I want to add functionality to the library's API/ABI, not remove or modify any existing API/ABI so that:

  • I produce a library that can still be used by binaries built against the older versions of the library. So the new library acts as a drop-in replacement, no rebuilding of old binaries is needed.
  • Binaries built against the new library and using the new API/ABI fail at the loading stage when the library containing the new API is not found.

How can I achieve this with libtool?

I tried setting version-info to 1:0:1 as suggested here

Programs using the previous version may use the new version as drop-in replacement, but programs using the new version may use APIs not present in the previous one. In other words, a program linking against the new version may fail with “unresolved symbols” if linking against the old version at runtime: set revision to 0, bump current and age.

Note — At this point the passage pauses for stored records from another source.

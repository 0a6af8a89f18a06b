pub mod base {
    pub mod behavior;
    pub mod module;
}
pub mod chip;
pub mod leaf;
pub mod power;
pub mod sim {
    pub mod config;
    pub mod error;
}
pub mod ui;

This results in the following files:

rwxrwxrwx  1 root root    18 jun 10 16:24 libxxx.so -> libxxx.so.0.1.0
lrwxrwxrwx  1 root root    18 jun 10 16:24 libxxx.so.0 -> libxxx.so.0.1.0
-rwxr-xr-x  1 root root  760K jun 10 16:24 libxxx.so.0.1.0

However, binaries built against the new library will load and will then fail during runtime with an undefined symbol error if at runtime they enter a codepath that includes one of the new symbols not present in the old library.

I can increase the SONAME to libxxx.so.1 but then I break the binaries built against the older version, while the new version is still compatible.


Solution

  • However, binaries built against the new library will load and will then fail during runtime with an undefined symbol error if at runtime they enter a codepath that includes one of the new symbols not present in the old library.

    TL;DR: I don't think there is a solution that will achieve desired result right now (unless you are already using versioned symbols), but you can make it a bit better now, and can fix it completely for the next time.


    This is a problem that is that solved by the GNU symbol version extension.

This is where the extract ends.